Enfant, c’est tout d’abord naïvement que je me suis frotté à ce questionnement existentiel, entaché de tous les a priori résultant des vagues réponses que j’avais pu glaner auprès des adultes. Heureusement, bien que mes parents m’aient élevé dans la religion catholique, ils n’ont jamais manifesté beaucoup d’empressement pour me fournir des réponses bibliques sur mesure. La curiosité intellectuelle a toujours été une vertu qu’ils mettaient en avant et, pour cela, je les en remercie vivement.
Quoi qu’il en soit, je n’oserais compter le nombre de fois où, couché dans mon lit, mon esprit s’est immergé dans un océan d’interrogations qui suscitait en moi autant de bouillonnement intellectuel que de désarrois. Le temps et l’espace, par exemple, m’ont beaucoup désarçonné. Ces notions semblent si familières que la plupart ne pensent même pas à les questionner. Quand je m’en inquiétais, j’avais l’impression que les gens concevaient le néant comme l’espace, mais vide. Cette conception me choquait, car si l’espace peut être rempli, cela signifie qu’il jouit d’une propriété particulière, et donc qu’il n’est pas rien. Le concept de Dieu, bien que vaguement plausible, m’est vite apparu comme un fourre-tout pratique auquel on pouvait attribuer tout ce que l’on ne comprenait pas, ou dans lequel on pouvait placer tous ses espoirs. Je n’ai jamais rejeté l’idée, mais j’ai surtout compris qu’il ne fallait accorder aucun crédit à la description édulcorée que la religion essaie de nous servir. Si Dieu existe, je doute fort qu’il s’agisse là d’une entité à notre image, ou qu’il se préoccupe de nous octroyer une vie éternelle.

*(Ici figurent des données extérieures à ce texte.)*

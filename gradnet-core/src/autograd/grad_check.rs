use log::debug;
use thiserror::Error;

use crate::autograd::variable::Variable;
use crate::error::GradnetError;
use crate::value::{allclose, Value};

/// Error type specifically for gradient checking failures.
#[derive(Error, Debug, Clone, PartialEq)]
pub enum GradCheckError {
    #[error("Gradient check failed for input {input_index}: analytic {analytic:?} != numeric {numeric:?}")]
    GradientMismatch {
        input_index: usize,
        analytic: Vec<f64>,
        numeric: Vec<f64>,
    },

    #[error("Input {input_index} has no gradient after the backward pass")]
    MissingGradient { input_index: usize },

    #[error("Function returned {actual} outputs but {expected} output gradients were given")]
    OutputCountMismatch { expected: usize, actual: usize },

    #[error("Forward function execution failed during gradient check: {0}")]
    Forward(GradnetError),

    #[error("Backward pass execution failed during gradient check: {0}")]
    Backward(GradnetError),

    #[error("Value error during intermediate calculation: {0}")]
    Value(#[from] GradnetError),
}

/// Step size and tolerances of a gradient check.
#[derive(Debug, Clone, Copy, PartialEq)]
pub struct GradCheckConfig {
    /// Half-width of the central difference.
    pub eps: f64,
    pub rtol: f64,
    pub atol: f64,
    /// Number of leading elements shown when reporting a mismatch.
    pub max_view: usize,
}

impl Default for GradCheckConfig {
    fn default() -> Self {
        GradCheckConfig {
            eps: 1e-3,
            rtol: 1e-3,
            atol: 1e-5,
            max_view: 20,
        }
    }
}

impl GradCheckConfig {
    pub fn with_eps(mut self, eps: f64) -> Self {
        self.eps = eps;
        self
    }

    pub fn with_rtol(mut self, rtol: f64) -> Self {
        self.rtol = rtol;
        self
    }

    pub fn with_atol(mut self, atol: f64) -> Self {
        self.atol = atol;
        self
    }

    pub fn with_max_view(mut self, max_view: usize) -> Self {
        self.max_view = max_view;
        self
    }
}

/// Finite-difference gradient of `Σ_m Σ grad_outputs[m] * func(inputs)[m]`
/// with respect to every element of every input.
///
/// Each evaluation runs `func` on fresh leaf variables; the given `inputs`
/// are never modified.
pub fn numeric_grad<F>(
    func: &F,
    inputs: &[Variable],
    grad_outputs: &[Value],
    eps: f64,
) -> Result<Vec<Value>, GradCheckError>
where
    F: Fn(&[Variable]) -> Result<Vec<Variable>, GradnetError>,
{
    let mut numeric = Vec::with_capacity(inputs.len());
    for (index, input) in inputs.iter().enumerate() {
        let data = input.data();
        let (dtype, device) = match (data.dtype(), data.device()) {
            (Some(dtype), Some(device)) => (dtype, device),
            _ => {
                return Err(GradCheckError::Value(GradnetError::EmptyValue {
                    operation: "numeric_grad".to_string(),
                }))
            }
        };
        let origin = data.to_vec_f64()?;
        let mut grad = vec![0.0; origin.len()];

        for (element, slot) in grad.iter_mut().enumerate() {
            // Perturb in the input's own precision so the step used in the
            // quotient is the one the function actually saw.
            let upper = dtype.round(origin[element] + eps);
            let lower = dtype.round(origin[element] - eps);
            if upper == lower {
                return Err(GradCheckError::Value(GradnetError::InvalidArgument(format!(
                    "eps {} vanishes at {} in {:?} precision (input {}, element {})",
                    eps, origin[element], dtype, index, element
                ))));
            }

            let mut shifted = origin.clone();
            shifted[element] = upper;
            let upper_value = Value::from_f64_on(shifted.clone(), data.shape().to_vec(), dtype, device)?;
            shifted[element] = lower;
            let lower_value = Value::from_f64_on(shifted, data.shape().to_vec(), dtype, device)?;

            let plus = evaluate(func, inputs, index, upper_value)?;
            let minus = evaluate(func, inputs, index, lower_value)?;
            if plus.len() != grad_outputs.len() {
                return Err(GradCheckError::OutputCountMismatch {
                    expected: grad_outputs.len(),
                    actual: plus.len(),
                });
            }

            let mut total = 0.0;
            for ((hi, lo), weight) in plus.iter().zip(minus.iter()).zip(grad_outputs) {
                let diff = hi.data().sub(&lo.data())?;
                total += weight.mul(&diff)?.sum()?.item()?;
            }
            *slot = total / (upper - lower);
        }

        numeric.push(Value::from_f64_on(grad, data.shape().to_vec(), dtype, device)?);
        debug!("numeric_grad: input {} done ({} elements)", index, origin.len());
    }
    Ok(numeric)
}

/// Runs `func` with input `index` replaced by a fresh leaf holding `value`.
fn evaluate<F>(
    func: &F,
    inputs: &[Variable],
    index: usize,
    value: Value,
) -> Result<Vec<Variable>, GradCheckError>
where
    F: Fn(&[Variable]) -> Result<Vec<Variable>, GradnetError>,
{
    let mut arguments = inputs.to_vec();
    arguments[index] = Variable::with_train(value, inputs[index].train());
    func(&arguments).map_err(GradCheckError::Forward)
}

/// Compares the engine's gradients of `func` at `inputs` with finite differences.
///
/// Every output `m` of `func` is seeded with `grad_outputs[m]`. Gradients
/// already stored on `inputs` are cleared first; afterwards they hold the
/// analytic gradients of this check.
pub fn check_grad<F>(
    func: F,
    inputs: &[Variable],
    grad_outputs: &[Value],
    config: &GradCheckConfig,
) -> Result<(), GradCheckError>
where
    F: Fn(&[Variable]) -> Result<Vec<Variable>, GradnetError>,
{
    let numeric = numeric_grad(&func, inputs, grad_outputs, config.eps)?;

    let outputs = func(inputs).map_err(GradCheckError::Forward)?;
    if outputs.len() != grad_outputs.len() {
        return Err(GradCheckError::OutputCountMismatch {
            expected: grad_outputs.len(),
            actual: outputs.len(),
        });
    }
    for input in inputs {
        input.clear_grads();
    }
    for (output, grad) in outputs.iter().zip(grad_outputs) {
        output
            .backward(grad.clone())
            .map_err(GradCheckError::Backward)?;
    }

    for (index, (input, expected)) in inputs.iter().zip(numeric.iter()).enumerate() {
        let analytic = input.grad();
        if analytic.is_empty() {
            return Err(GradCheckError::MissingGradient { input_index: index });
        }
        if !allclose(&analytic, expected, config.rtol, config.atol)? {
            return Err(GradCheckError::GradientMismatch {
                input_index: index,
                analytic: analytic.limit_view(config.max_view)?,
                numeric: expected.limit_view(config.max_view)?,
            });
        }
        debug!("check_grad: input {} matches", index);
    }
    Ok(())
}

#[cfg(test)]
#[path = "grad_check_test.rs"]
mod tests;
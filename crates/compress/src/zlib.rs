//! Streaming zlib compressor

use flate2::{Compress, Compression, Decompress, FlushCompress, FlushDecompress, Status};
use hexsphere_core::hex::{self, HexError};
use hexsphere_core::CompressionConfig;
use thiserror::Error;
use tracing::{debug, warn};

/// Compression errors
#[derive(Error, Debug)]
pub enum CompressionError {
    #[error("Invalid compressed encoding: {0}")]
    Format(#[from] HexError),
    #[error("Compressor initialization failed: {0}")]
    Initialization(String),
    #[error("Compression failed: {0}")]
    Compression(String),
    #[error("Decompression failed: {0}")]
    Decompression(String),
    #[error("Decompressed output exceeds {limit} bytes")]
    OutputLimit { limit: usize },
}

pub type CompressionResult<T> = std::result::Result<T, CompressionError>;

/// Zlib compressor with a fixed streaming buffer
///
/// Codec state is created per call, so one instance can serve any number of
/// sequential operations.
#[derive(Debug, Clone, Default)]
pub struct Compressor {
    config: CompressionConfig,
}

impl Compressor {
    /// Create a compressor, rejecting levels above 9 and zero-sized buffers or limits
    pub fn new(config: CompressionConfig) -> CompressionResult<Self> {
        if config.level > 9 {
            return Err(CompressionError::Initialization(format!(
                "level must be 0-9, got {}",
                config.level
            )));
        }
        if config.chunk_size == 0 {
            return Err(CompressionError::Initialization(
                "chunk size must be non-zero".to_string(),
            ));
        }
        if config.max_output_bytes == 0 {
            return Err(CompressionError::Initialization(
                "output limit must be non-zero".to_string(),
            ));
        }
        Ok(Self { config })
    }

    pub fn config(&self) -> &CompressionConfig {
        &self.config
    }

    /// Deflate `data` into a complete zlib stream
    pub fn compress_bytes(&self, data: &[u8]) -> CompressionResult<Vec<u8>> {
        let mut encoder = Compress::new(Compression::new(self.config.level), true);
        let mut chunk = vec![0u8; self.config.chunk_size];
        let mut out = Vec::new();

        loop {
            let consumed = encoder.total_in() as usize;
            let before = encoder.total_out();

            let status = encoder
                .compress(&data[consumed..], &mut chunk, FlushCompress::Finish)
                .map_err(|e| CompressionError::Compression(e.to_string()))?;

            let produced = (encoder.total_out() - before) as usize;
            out.extend_from_slice(&chunk[..produced]);

            match status {
                Status::StreamEnd => break,
                Status::Ok => {}
                Status::BufError => {
                    if produced == 0 && encoder.total_in() as usize == consumed {
                        return Err(CompressionError::Compression(
                            "stream stalled before completion".to_string(),
                        ));
                    }
                }
            }
        }

        debug!(
            input_len = data.len(),
            output_len = out.len(),
            level = self.config.level,
            "compressed buffer"
        );
        Ok(out)
    }

    /// Inflate a complete zlib stream
    pub fn decompress_bytes(&self, data: &[u8]) -> CompressionResult<Vec<u8>> {
        let limit = self.config.max_output_bytes;
        let mut decoder = Decompress::new(true);
        let mut chunk = vec![0u8; self.config.chunk_size];
        let mut out = Vec::new();

        loop {
            let consumed = decoder.total_in() as usize;
            let before = decoder.total_out();

            let status = decoder
                .decompress(&data[consumed..], &mut chunk, FlushDecompress::None)
                .map_err(|e| CompressionError::Decompression(e.to_string()))?;

            let produced = (decoder.total_out() - before) as usize;
            if out.len() + produced > limit {
                warn!(limit, "decompressed output exceeded limit");
                return Err(CompressionError::OutputLimit { limit });
            }
            out.extend_from_slice(&chunk[..produced]);

            if status == Status::StreamEnd {
                break;
            }
            if produced == 0 && decoder.total_in() as usize == consumed {
                return Err(CompressionError::Decompression(
                    "truncated stream".to_string(),
                ));
            }
        }

        if (decoder.total_in() as usize) < data.len() {
            return Err(CompressionError::Decompression("trailing data".to_string()));
        }

        debug!(
            input_len = data.len(),
            output_len = out.len(),
            "decompressed buffer"
        );
        Ok(out)
    }

    /// Compress and hex-encode
    pub fn compress(&self, data: &[u8]) -> CompressionResult<String> {
        Ok(hex::encode(self.compress_bytes(data)?))
    }

    /// Hex-decode and decompress
    pub fn decompress(&self, hex_compressed: &str) -> CompressionResult<Vec<u8>> {
        let compressed = hex::decode(hex_compressed)?;
        self.decompress_bytes(&compressed)
    }
}

/// Compressed size over original size; `0.0` for an empty original
pub fn ratio(original: &[u8], compressed: &[u8]) -> f64 {
    if original.is_empty() {
        return 0.0;
    }
    compressed.len() as f64 / original.len() as f64
}
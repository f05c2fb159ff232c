//! `hexsphere` binary entry point.
//!
//! Startup sequence:
//! 1. Parse arguments and load the optional JSON configuration.
//! 2. Initialise logging on stderr.
//! 3. Print the banner, health check and the selected sample runs.

use anyhow::{Context, Result};
use clap::Parser;
use hexsphere_core::EngineConfig;
use hexsphere_engine::{demo, telemetry, Args};
use tracing::info;

fn main() -> Result<()> {
    let args = Args::parse();

    let config = match &args.config {
        Some(path) => EngineConfig::load(path)
            .with_context(|| format!("failed to load config from {}", path.display()))?,
        None => EngineConfig::default(),
    };

    telemetry::init(&config.logging)?;
    match &args.config {
        Some(path) => info!(path = %path.display(), "loaded engine configuration"),
        None => info!("using default engine configuration"),
    }

    let stdout = std::io::stdout();
    let mut out = stdout.lock();
    demo::run(args.mode, &config, &mut out)
}
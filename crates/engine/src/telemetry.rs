//! Tracing subscriber setup

use anyhow::Result;
use hexsphere_core::LoggingConfig;
use tracing_subscriber::EnvFilter;

/// Initialise the global tracing subscriber.
///
/// `RUST_LOG` takes precedence over the configured level. Logs go to stderr
/// so that stdout carries only the demo report.
///
/// # Errors
///
/// Returns an error if the subscriber has already been set.
pub fn init(config: &LoggingConfig) -> Result<()> {
    let filter =
        EnvFilter::try_from_default_env().unwrap_or_else(|_| EnvFilter::new(&config.level));

    let builder = tracing_subscriber::fmt()
        .with_env_filter(filter)
        .with_writer(std::io::stderr);

    let result = if config.json {
        builder.json().try_init()
    } else {
        builder.try_init()
    };

    result.map_err(|e| anyhow::anyhow!("failed to initialise tracing subscriber: {e}"))
}
//! Secure memory handling for key material

use rand::rngs::OsRng;
use rand::RngCore;
use std::ops::Deref;
use zeroize::Zeroizing;

/// A fixed-size secret that is securely erased from memory when dropped
#[derive(Clone)]
pub struct SecretBytes<const N: usize> {
    inner: Zeroizing<[u8; N]>,
}

impl<const N: usize> SecretBytes<N> {
    /// Fill a new secret from the operating system CSPRNG
    pub fn random() -> Self {
        let mut inner = Zeroizing::new([0u8; N]);
        OsRng.fill_bytes(&mut inner[..]);
        Self { inner }
    }

    /// Copy from a slice, returning `None` if the length is not `N`
    pub fn from_slice(bytes: &[u8]) -> Option<Self> {
        if bytes.len() != N {
            return None;
        }
        let mut inner = Zeroizing::new([0u8; N]);
        inner.copy_from_slice(bytes);
        Some(Self { inner })
    }

    /// Get as bytes
    pub fn as_bytes(&self) -> &[u8; N] {
        &self.inner
    }

    /// Export as lowercase hex (use with caution)
    pub fn to_hex(&self) -> String {
        hexsphere_core::hex::encode(&self.inner[..])
    }
}

impl<const N: usize> Deref for SecretBytes<N> {
    type Target = [u8];

    fn deref(&self) -> &Self::Target {
        &self.inner[..]
    }
}

impl<const N: usize> std::fmt::Debug for SecretBytes<N> {
    fn fmt(&self, f: &mut std::fmt::Formatter<'_>) -> std::fmt::Result {
        write!(f, "SecretBytes([{} bytes REDACTED])", N)
    }
}
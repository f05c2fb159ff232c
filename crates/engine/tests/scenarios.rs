use hexsphere_compress::{ratio, Compressor};
use hexsphere_core::{hex, EngineConfig, HexError};
use hexsphere_crypto::hashing::{hash, verify};
use hexsphere_crypto::{EncryptionError, Encryptor};
use hexsphere_engine::{demo, Mode};

#[test]
fn test_hex_decode_odd_length_is_format_error() {
    assert_eq!(hex::decode("abc"), Err(HexError::OddLength { len: 3 }));
}

#[test]
fn test_encrypt_decrypt_sample_message() {
    let encryptor = Encryptor::generate();
    let ciphertext = encryptor.encrypt(b"Hello, HEX-CyberSphere!").unwrap();
    let plaintext = encryptor.decrypt_to_string(&ciphertext).unwrap();
    assert_eq!(plaintext, "Hello, HEX-CyberSphere!");
}

#[test]
fn test_ciphertext_from_other_session_is_rejected_or_garbled() {
    let alice = Encryptor::generate();
    let bob = Encryptor::generate();
    let ciphertext = alice.encrypt(b"for alice only").unwrap();

    match bob.decrypt(&ciphertext) {
        Err(EncryptionError::InvalidPadding { .. }) => {}
        Ok(garbled) => assert_ne!(garbled, b"for alice only"),
        Err(other) => panic!("unexpected error: {other}"),
    }
}

#[test]
fn test_sha256_digest_verifies_only_under_sha256() {
    let data = b"HEX-CyberSphere data integrity test";
    let digest = hash(data, "sha256").unwrap();
    assert!(verify(data, &digest, "sha256"));
    assert!(!verify(data, &digest, "sha1"));
}

#[test]
fn test_compression_through_hex_transport() {
    let compressor = Compressor::default();
    let original: Vec<u8> = b"The quick brown fox jumps over the dog. "
        .iter()
        .copied()
        .cycle()
        .take(4096)
        .collect();

    let compressed_hex = compressor.compress(&original).unwrap();
    let compressed = hex::decode(&compressed_hex).unwrap();
    assert!(ratio(&original, &compressed) < 0.1);
    assert_eq!(compressor.decompress(&compressed_hex).unwrap(), original);
    assert_eq!(ratio(b"", &compressed), 0.0);
}

#[test]
fn test_full_demo_run() {
    let mut config = EngineConfig::default();
    config.hashing.benchmark_iterations = 3;

    let mut out = Vec::new();
    demo::run(Mode::All, &config, &mut out).unwrap();
    let text = String::from_utf8(out).unwrap();

    assert!(text.contains("Decrypted: Hello, HEX-CyberSphere!"));
    assert!(text.contains("SHA-512 integrity check: PASSED"));
    assert!(text.contains("Original size: 39936 bytes"));
    assert!(text.contains("Decompression successful: YES"));
}
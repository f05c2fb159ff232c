//! Sample runs for each engine

use crate::cli::Mode;
use anyhow::{bail, Context, Result};
use hexsphere_compress::{ratio, Compressor};
use hexsphere_core::{hex, EngineConfig};
use hexsphere_crypto::hashing::{self, HashAlgorithm};
use hexsphere_crypto::{Encryptor, IntegrityChecker};
use std::fmt;
use std::io::Write;
use std::time::Instant;
use tracing::info;

pub const ENCRYPTION_SAMPLE: &str = "Hello, HEX-CyberSphere!";
pub const HASHING_SAMPLE: &str = "HEX-CyberSphere data integrity test";
pub const COMPRESSION_PHRASE: &str = "This is a test string for compression. ";

const BANNER: &str = "\
╔════════════════════════════════════════════════╗
║        ⚡ H E X – C Y B E R S P H E R E ⚡        ║
╚════════════════════════════════════════════════╝
     Rust High-Speed Engine
  Encryption | Compression | Hashing
";

/// Run `f` and return its result with the elapsed microseconds
fn timed<T>(f: impl FnOnce() -> T) -> (T, u128) {
    let start = Instant::now();
    let value = f();
    (value, start.elapsed().as_micros())
}

fn pass(ok: bool) -> &'static str {
    if ok {
        "PASSED"
    } else {
        "FAILED"
    }
}

/// Engine health summary
#[derive(Debug, Clone, PartialEq, Eq)]
pub struct HealthReport {
    pub status: &'static str,
    pub modules: Vec<&'static str>,
}

impl HealthReport {
    pub fn check() -> Self {
        Self {
            status: "Operational",
            modules: vec!["Encryption", "Compression", "Hashing"],
        }
    }
}

impl fmt::Display for HealthReport {
    fn fmt(&self, f: &mut fmt::Formatter<'_>) -> fmt::Result {
        writeln!(f, "Engine Health Check:")?;
        writeln!(f, "  Status: {}", self.status)?;
        writeln!(
            f,
            "  Modules: {} ({})",
            self.modules.len(),
            self.modules.join(", ")
        )
    }
}

/// Result of the encryption sample run
#[derive(Debug, Clone)]
pub struct EncryptionReport {
    pub plaintext: String,
    pub ciphertext_hex: String,
    pub decrypted: String,
    pub key_hex: String,
    pub iv_hex: String,
    pub digest_algorithm: HashAlgorithm,
    pub digest_hex: String,
    pub encrypt_us: u128,
    pub decrypt_us: u128,
}

impl EncryptionReport {
    pub fn round_trip_ok(&self) -> bool {
        self.plaintext == self.decrypted
    }
}

impl fmt::Display for EncryptionReport {
    fn fmt(&self, f: &mut fmt::Formatter<'_>) -> fmt::Result {
        writeln!(f, "Original text: {}", self.plaintext)?;
        writeln!(f, "Key (hex): {}", self.key_hex)?;
        writeln!(f, "IV (hex): {}", self.iv_hex)?;
        writeln!(f, "Encrypted (hex): {}", self.ciphertext_hex)?;
        writeln!(f, "Encryption time: {} microseconds", self.encrypt_us)?;
        writeln!(f, "Decrypted: {}", self.decrypted)?;
        writeln!(f, "Decryption time: {} microseconds", self.decrypt_us)?;
        writeln!(f, "Round trip: {}", pass(self.round_trip_ok()))?;
        writeln!(f, "{} hash: {}", self.digest_algorithm, self.digest_hex)
    }
}

/// Encrypt and decrypt `plaintext` under a fresh session
pub fn run_encryption(plaintext: &str, config: &EngineConfig) -> Result<EncryptionReport> {
    let encryptor = Encryptor::generate();
    let digest_algorithm: HashAlgorithm = config.hashing.default_algorithm.parse()?;

    let (ciphertext_hex, encrypt_us) = timed(|| encryptor.encrypt(plaintext.as_bytes()));
    let ciphertext_hex = ciphertext_hex.context("encryption failed")?;

    let (decrypted, decrypt_us) = timed(|| encryptor.decrypt_to_string(&ciphertext_hex));
    let decrypted = decrypted.context("decryption failed")?;

    let digest_hex = IntegrityChecker::new(digest_algorithm)
        .hash_data(plaintext.as_bytes())
        .to_hex();

    info!(
        plaintext_len = plaintext.len(),
        encrypt_us = encrypt_us as u64,
        decrypt_us = decrypt_us as u64,
        "encryption sample finished"
    );

    Ok(EncryptionReport {
        plaintext: plaintext.to_string(),
        ciphertext_hex,
        decrypted,
        key_hex: encryptor.key().key_hex(),
        iv_hex: encryptor.key().iv_hex(),
        digest_algorithm,
        digest_hex,
        encrypt_us,
        decrypt_us,
    })
}

/// One algorithm's line in the hashing report
#[derive(Debug, Clone)]
pub struct DigestLine {
    pub algorithm: HashAlgorithm,
    pub digest_hex: String,
    pub verified: bool,
    pub average_us: f64,
}

/// Result of the hashing sample run
#[derive(Debug, Clone)]
pub struct HashingReport {
    pub input: String,
    pub iterations: u32,
    pub digests: Vec<DigestLine>,
}

impl HashingReport {
    pub fn all_verified(&self) -> bool {
        self.digests.iter().all(|d| d.verified)
    }
}

impl fmt::Display for HashingReport {
    fn fmt(&self, f: &mut fmt::Formatter<'_>) -> fmt::Result {
        writeln!(f, "Test data: {}", self.input)?;
        writeln!(f)?;
        for line in &self.digests {
            writeln!(f, "{}: {}", line.algorithm, line.digest_hex)?;
        }
        writeln!(f)?;
        for line in &self.digests {
            writeln!(f, "{} integrity check: {}", line.algorithm, pass(line.verified))?;
        }
        writeln!(f)?;
        writeln!(
            f,
            "Performance benchmarks (average microseconds per hash, {} iterations):",
            self.iterations
        )?;
        for line in &self.digests {
            writeln!(f, "{}: {:.3} μs", line.algorithm, line.average_us)?;
        }
        Ok(())
    }
}

/// Hash, verify and benchmark `input` with every supported algorithm
pub fn run_hashing(input: &str, config: &EngineConfig) -> Result<HashingReport> {
    let iterations = config.hashing.benchmark_iterations;
    let mut digests = Vec::with_capacity(HashAlgorithm::ALL.len());

    for algorithm in HashAlgorithm::ALL {
        let tag = algorithm.as_str();
        let digest_hex = hashing::hash(input.as_bytes(), tag)?;
        let verified = hashing::verify(input.as_bytes(), &digest_hex, tag);
        let average_us = hashing::benchmark(input.as_bytes(), tag, iterations)?;

        digests.push(DigestLine {
            algorithm,
            digest_hex,
            verified,
            average_us,
        });
    }

    info!(
        input_len = input.len(),
        iterations,
        "hashing sample finished"
    );

    Ok(HashingReport {
        input: input.to_string(),
        iterations,
        digests,
    })
}

/// Result of the compression sample run
#[derive(Debug, Clone)]
pub struct CompressionReport {
    pub original_len: usize,
    pub compressed_len: usize,
    pub ratio: f64,
    pub round_trip_ok: bool,
    pub compress_us: u128,
    pub decompress_us: u128,
}

impl fmt::Display for CompressionReport {
    fn fmt(&self, f: &mut fmt::Formatter<'_>) -> fmt::Result {
        writeln!(f, "Original size: {} bytes", self.original_len)?;
        writeln!(f, "Compressed size: {} bytes", self.compressed_len)?;
        writeln!(f, "Compression ratio: {:.2}", self.ratio)?;
        writeln!(f, "Compression time: {} microseconds", self.compress_us)?;
        writeln!(f, "Decompression successful: {}", if self.round_trip_ok { "YES" } else { "NO" })?;
        writeln!(f, "Decompression time: {} microseconds", self.decompress_us)
    }
}

/// The compression sample: the phrase doubled ten times
pub fn compression_sample() -> Vec<u8> {
    COMPRESSION_PHRASE.repeat(1 << 10).into_bytes()
}

/// Compress and decompress `data` through the hex transport
pub fn run_compression(data: &[u8], config: &EngineConfig) -> Result<CompressionReport> {
    let compressor = Compressor::new(config.compression.clone())?;

    let (compressed, compress_us) = timed(|| compressor.compress_bytes(data));
    let compressed = compressed.context("compression failed")?;
    let compressed_hex = hex::encode(&compressed);

    let (decompressed, decompress_us) = timed(|| compressor.decompress(&compressed_hex));
    let decompressed = decompressed.context("decompression failed")?;

    let report = CompressionReport {
        original_len: data.len(),
        compressed_len: compressed.len(),
        ratio: ratio(data, &compressed),
        round_trip_ok: decompressed == data,
        compress_us,
        decompress_us,
    };

    info!(
        original_len = report.original_len,
        compressed_len = report.compressed_len,
        ratio = report.ratio,
        "compression sample finished"
    );
    Ok(report)
}

/// Print the banner, the health check and the selected sample runs
pub fn run(mode: Mode, config: &EngineConfig, out: &mut impl Write) -> Result<()> {
    writeln!(out, "{BANNER}")?;
    writeln!(out, "{}", HealthReport::check())?;
    writeln!(out, "Processing sample requests...")?;
    writeln!(out)?;

    if mode.includes(Mode::Encrypt) {
        let report = run_encryption(ENCRYPTION_SAMPLE, config)?;
        writeln!(out, "{report}")?;
        if !report.round_trip_ok() {
            bail!("encryption round trip mismatch");
        }
    }

    if mode.includes(Mode::Hash) {
        let report = run_hashing(HASHING_SAMPLE, config)?;
        writeln!(out, "{report}")?;
        if !report.all_verified() {
            bail!("integrity verification failed");
        }
    }

    if mode.includes(Mode::Compress) {
        let data = compression_sample();
        let report = run_compression(&data, config)?;
        writeln!(out, "{report}")?;
        if !report.round_trip_ok {
            bail!("compression round trip mismatch");
        }
    }

    writeln!(out, "All operations completed successfully!")?;
    Ok(())
}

Plus tard, lorsque je dus finalement me résigner à l’idée que l’origine du monde demeurerait à jamais sans réponse, mon attention bascula naturellement sur moi-même. Je voulais comprendre pourquoi j’étais moi, qu’est-ce qui me caractérisait ? C’est ainsi dans l’adolescence que je me suis mis à imaginer toutes sortes d’histoires avec des robots que je malmenais à l’envi. En les disséquant, en figeant le temps, en les démontant, en les clonant…, j’essayais de capturer cette essence invisible qui leur permettait de se prétendre vivant. Je me revois également en train de contempler mon jardin en esprit, et m’imaginer le nombre invraisemblable d’êtres vivants que j’aurais pu en extraire par simple réorganisation chimique. Je visualisais ensuite tous ces êtres craignant la mort, terrorisé à l’idée de retourner à la terre dont je venais de les extraire une seconde plus tôt. Cette idée m’a toujours troublé, car à défaut de pouvoir nous réincarner après notre mort, elle témoigne qu’il est possible de s’incarner tout court. Elle nous force alors à choisir entre deux aberrations logiques indéfinissables. Soit il faut adhérer au concept d’âme qui n’explique rien en soi, et dont l’engeance se déverse en un flot de contradictions, soit il faut admettre qu’une conscience, que ma conscience, puisse s’extraire à partir de rien.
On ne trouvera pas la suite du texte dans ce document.